慌てて引き抜こうとして腕を動かしてみるも、固定されたしまっていてどうにもならず、うだうだとやっていたら手の埋め込まれている石に向かって、部屋中の壁から青い糸状の光が地面を流れる様に伝って集まって来た。
「しまった!何かのトラップか?いや、落ち着け、手が動かせない状況で焦ってもどうしょうもない。」
状況を見ようと静観していると、次第に集まった光によって石も同じ様に青く光っていき、それに従って何も感じていなかったはずの右手に熱と痺れた時に感じる様なむず痒い痛みを感じる様になってくる。
「っ!次第に手が熱くなって来たし、騒ぐほどじゃないけど軽い痛みみたいなのが...痛み?」
?...最初から感じてはいたがここにきてやっぱり何か引っかかる、これはゲームの中のはず、確かに今のVR技術なら海中だろううとマグマの中だろうとまるで本物の様に再現する事はできる。
けど再現されるだけで実際に熱や痛みなど直接的に干渉される様な事はないはず、だというのに何だ?
今落ち着いて手に集中してみると確かに熱も痺れる様な痛みも感じている。
「ここにくる前のあの黒い場所でも感じたけど、まさかGGOが最新のゲームだからって言ってもここまでしっかり感覚を再現するなんて...」
そう考えていたら石の光が収まりまるでぬるいスライムのなかに包まれていた様な感覚を残し右手が下から押し出される様にして石の中から出てくる。
「この出てくるときの感触もそうだ、こんな気持ち悪い感触を感じるなんていくら何でもおかしい、右手は特には違和感はないけど。
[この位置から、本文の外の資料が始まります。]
//! Command interpreter: path data → canonical nodes
//!
//! Tracks the current point and the subpath start across segments and
//! normalizes every command into `Move`, `Line`, `Cubic` or `Close`:
//!
//! - `H`/`V` become lines
//! - `S` reflects the previous cubic's second control about the current point
//! - `T` reflects the previous elevated cubic's first control
//! - `Q`/`T` are elevated to cubics
//! - `A` becomes a single cubic with both controls at the chord midpoint
//!
//! Nothing here returns an error. Segments whose argument list is too short
//! produce no node.

use crate::id_generator::IDGenerator;
use crate::node::{GeometricNode, NodeKind, Point};
use crate::tokenizer::{segments, Segment};
use serde::{Deserialize, Serialize};
use tracing::trace;

/// Interpreter switches for the legacy approximations.
#[derive(Debug, Clone, Copy, Default, PartialEq, Eq, Serialize, Deserialize)]
#[serde(rename_all = "camelCase")]
pub struct ParseOptions {
    /// Consume every complete coordinate group after a command letter instead
    /// of only the first one. Extra pairs after a move are lines.
    #[serde(default)]
    pub implicit_repeat: bool,

    /// Elevate quadratics with distinct controls
    /// (`P0 + 2/3 (Q - P0)` and `P1 + 2/3 (Q - P1)`) instead of one shared
    /// control `2/3 Q + 1/3 P1`.
    #[serde(default)]
    pub exact_quadratic: bool,
}

#[derive(Debug, Clone, Copy, PartialEq, Eq)]
enum CommandKind {
    Move,
    Line,
    Horizontal,
    Vertical,
    Cubic,
    SmoothCubic,
    Quadratic,
    SmoothQuadratic,
    Arc,
    Close,
}

impl CommandKind {
    fn from_letter(letter: char) -> Option<(Self, bool)> {
        let kind = match letter.to_ascii_uppercase() {
            'M' => CommandKind::Move,
            'L' => CommandKind::Line,
            'H' => CommandKind::Horizontal,
            'V' => CommandKind::Vertical,
            'C' => CommandKind::Cubic,
            'S' => CommandKind::SmoothCubic,
            'Q' => CommandKind::Quadratic,
            'T' => CommandKind::SmoothQuadratic,
            'A' => CommandKind::Arc,
            'Z' => CommandKind::Close,
            _ => return None,
        };
        Some((kind, letter.is_ascii_lowercase()))
    }

    /// Numbers consumed by one coordinate group
    fn arity(self) -> usize {
        match self {
            CommandKind::Close => 0,
            CommandKind::Horizontal | CommandKind::Vertical => 1,
            CommandKind::Move | CommandKind::Line | CommandKind::SmoothQuadratic => 2,
            CommandKind::SmoothCubic | CommandKind::Quadratic => 4,
            CommandKind::Cubic => 6,
            CommandKind::Arc => 7,
        }
    }

    fn family(self) -> Previous {
        match self {
            CommandKind::Cubic | CommandKind::SmoothCubic => Previous::Cubic,
            CommandKind::Quadratic | CommandKind::SmoothQuadratic => Previous::Quadratic,
            _ => Previous::Other,
        }
    }
}

/// Curve family of the previous command letter. Smooth commands reflect the
/// last emitted cubic only when it matches their own family.
#[derive(Debug, Clone, Copy, PartialEq, Eq)]
enum Previous {
    Cubic,
    Quadratic,
    Other,
}

/// Stateful interpreter for one path
pub struct Parser {
    options: ParseOptions,
    id_generator: IDGenerator,
    nodes: Vec<GeometricNode>,
    current: Point,
    subpath_start: Point,
    previous: Previous,
    has_subpath: bool,
}

impl Parser {
    pub fn new(options: ParseOptions) -> Self {
        Self {
            options,
            id_generator: IDGenerator::default(),
            nodes: Vec::new(),
            current: Point::ZERO,
            subpath_start: Point::ZERO,
            previous: Previous::Other,
            has_subpath: false,
        }
    }

    pub fn with_id_generator(mut self, id_generator: IDGenerator) -> Self {
        self.id_generator = id_generator;
        self
    }

    /// Interpret `source` and return the nodes it produced.
    pub fn parse(mut self, source: &str) -> Vec<GeometricNode> {
        for segment in segments(source) {
            self.interpret(&segment);
        }
        self.nodes
    }

    fn interpret(&mut self, segment: &Segment) {
        let Some((kind, relative)) = CommandKind::from_letter(segment.command) else {
            self.previous = Previous::Other;
            return;
        };

        if kind == CommandKind::Close {
            self.close();
            self.previous = Previous::Other;
            return;
        }

        let mut groups = segment.args.chunks_exact(kind.arity()).peekable();
        if groups.peek().is_none() {
            trace!(
                command = %segment.command,
                args = segment.args.len(),
                "Dropping segment with truncated arguments"
            );
            // The letter still counts as the previous command
            self.previous = kind.family();
            return;
        }

        let limit = if self.options.implicit_repeat { usize::MAX } else { 1 };
        for (i, group) in groups.take(limit).enumerate() {
            let kind = if i > 0 && kind == CommandKind::Move {
                CommandKind::Line
            } else {
                kind
            };
            self.apply(kind, relative, group);
            self.previous = kind.family();
        }
    }

    fn apply(&mut self, kind: CommandKind, relative: bool, args: &[f64]) {
        if kind != CommandKind::Move && !self.has_subpath {
            trace!(?kind, "Dropping drawing command before first move");
            return;
        }

        match kind {
            CommandKind::Move => {
                let to = self.resolve(relative, args[0], args[1]);
                self.current = to;
                self.subpath_start = to;
                self.has_subpath = true;
                self.emit(|id| GeometricNode::move_to(id, to.x, to.y));
            }

            CommandKind::Line => {
                let to = self.resolve(relative, args[0], args[1]);
                self.line_to(to);
            }

            CommandKind::Horizontal => {
                let x = if relative { self.current.x + args[0] } else { args[0] };
                self.line_to(Point::new(x, self.current.y));
            }

            CommandKind::Vertical => {
                let y = if relative { self.current.y + args[0] } else { args[0] };
                self.line_to(Point::new(self.current.x, y));
            }

            CommandKind::Cubic => {
                let c1 = self.resolve(relative, args[0], args[1]);
                let c2 = self.resolve(relative, args[2], args[3]);
                let end = self.resolve(relative, args[4], args[5]);
                self.cubic_to(c1, c2, end);
            }

            CommandKind::SmoothCubic => {
                let c1 = match self.last_controls(Previous::Cubic) {
                    Some((_, control)) => self.current.reflect(control),
                    None => self.current,
                };
                let c2 = self.resolve(relative, args[0], args[1]);
                let end = self.resolve(relative, args[2], args[3]);
                self.cubic_to(c1, c2, end);
            }

            CommandKind::Quadratic => {
                let control = self.resolve(relative, args[0], args[1]);
                let end = self.resolve(relative, args[2], args[3]);
                self.quadratic_to(control, end);
            }

            CommandKind::SmoothQuadratic => {
                let control = match self.last_controls(Previous::Quadratic) {
                    Some((control, _)) => self.current.reflect(control),
                    None => self.current,
                };
                let end = self.resolve(relative, args[0], args[1]);
                self.quadratic_to(control, end);
            }

            CommandKind::Arc => {
                // Radii, rotation and flags (args[0..5]) do not affect the approximation
                let end = self.resolve(relative, args[5], args[6]);
                let mid = self.current.midpoint(end);
                self.cubic_to(mid, mid, end);
            }

            CommandKind::Close => self.close(),
        }
    }

    fn resolve(&self, relative: bool, x: f64, y: f64) -> Point {
        if relative {
            Point::new(self.current.x + x, self.current.y + y)
        } else {
            Point::new(x, y)
        }
    }

    fn emit(&mut self, build: impl FnOnce(String) -> GeometricNode) {
        let id = self.id_generator.new_id();
        self.nodes.push(build(id));
    }

    /// Controls of the last node when it is a cubic and the previous command
    /// belongs to `family`
    fn last_controls(&self, family: Previous) -> Option<(Point, Point)> {
        if self.previous != family {
            return None;
        }
        self.nodes
            .last()
            .filter(|node| node.kind == NodeKind::Cubic)
            .map(|node| (node.control1(), node.control2()))
    }

    fn line_to(&mut self, to: Point) {
        self.emit(|id| GeometricNode::line_to(id, to.x, to.y));
        self.current = to;
    }

    fn cubic_to(&mut self, c1: Point, c2: Point, end: Point) {
        self.emit(|id| GeometricNode::cubic_to(id, c1, c2, end));
        self.current = end;
    }

    fn quadratic_to(&mut self, control: Point, end: Point) {
        let start = self.current;
        let (c1, c2) = if self.options.exact_quadratic {
            (start.lerp(control, 2.0 / 3.0), end.lerp(control, 2.0 / 3.0))
        } else {
            let shared = Point::new(
                (2.0 / 3.0) * control.x + (1.0 / 3.0) * end.x,
                (2.0 / 3.0) * control.y + (1.0 / 3.0) * end.y,
            );
            (shared, shared)
        };
        self.cubic_to(c1, c2, end);
    }

    fn close(&mut self) {
        if !self.has_subpath {
            trace!("Dropping close before first move");
            return;
        }
        let start = self.subpath_start;
        self.emit(|id| GeometricNode::close(id, start.x, start.y));
        self.current = start;
    }
}

impl Default for Parser {
    fn default() -> Self {
        Self::new(ParseOptions::default())
    }
}

/// Parse path data with the legacy options.
pub fn parse(source: &str) -> Vec<GeometricNode> {
    Parser::default().parse(source)
}

pub fn parse_with_options(source: &str, options: ParseOptions) -> Vec<GeometricNode> {
    Parser::new(options).parse(source)
}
」
手首を回しながら違和感を確認していると、ふと手を今まで置いていたところにあった、先ほどまでは模様にしか見えなかったものが今は。
【インストールが完了しました、集会場へお送りします。】
模様としてしか認識していなかったのに、今ではしっかりと文字として読み取ることができた。
「インストール...あれ?この石に書いてあったのって日本語じゃなかったはず、いや今見ても日本語じゃない、なのに読める?それに集会場、それって...」
そこまで言ったところで、ふわっと体が浮き上がる様な感覚がしたと思ったら、今までは洞窟に、広い空間と薄暗く自分以外が音を発する事が無かったために油断仕切っていた視界と耳に、大きくダメージを与える様にして、その光景は映り込んできた。
「...は?」
龍二がいなくなった後の静まりかえった空間においてある石の台には、見たこともない文字であるが。しっかりと読み取れる文で。
【これからの貴方の行く道に幸多からんことを】
そう表示されると石は崩れ去り、後に残されているのは薄暗い中にただ崩れた石が積まれただけのもの寂しい空間だけだった。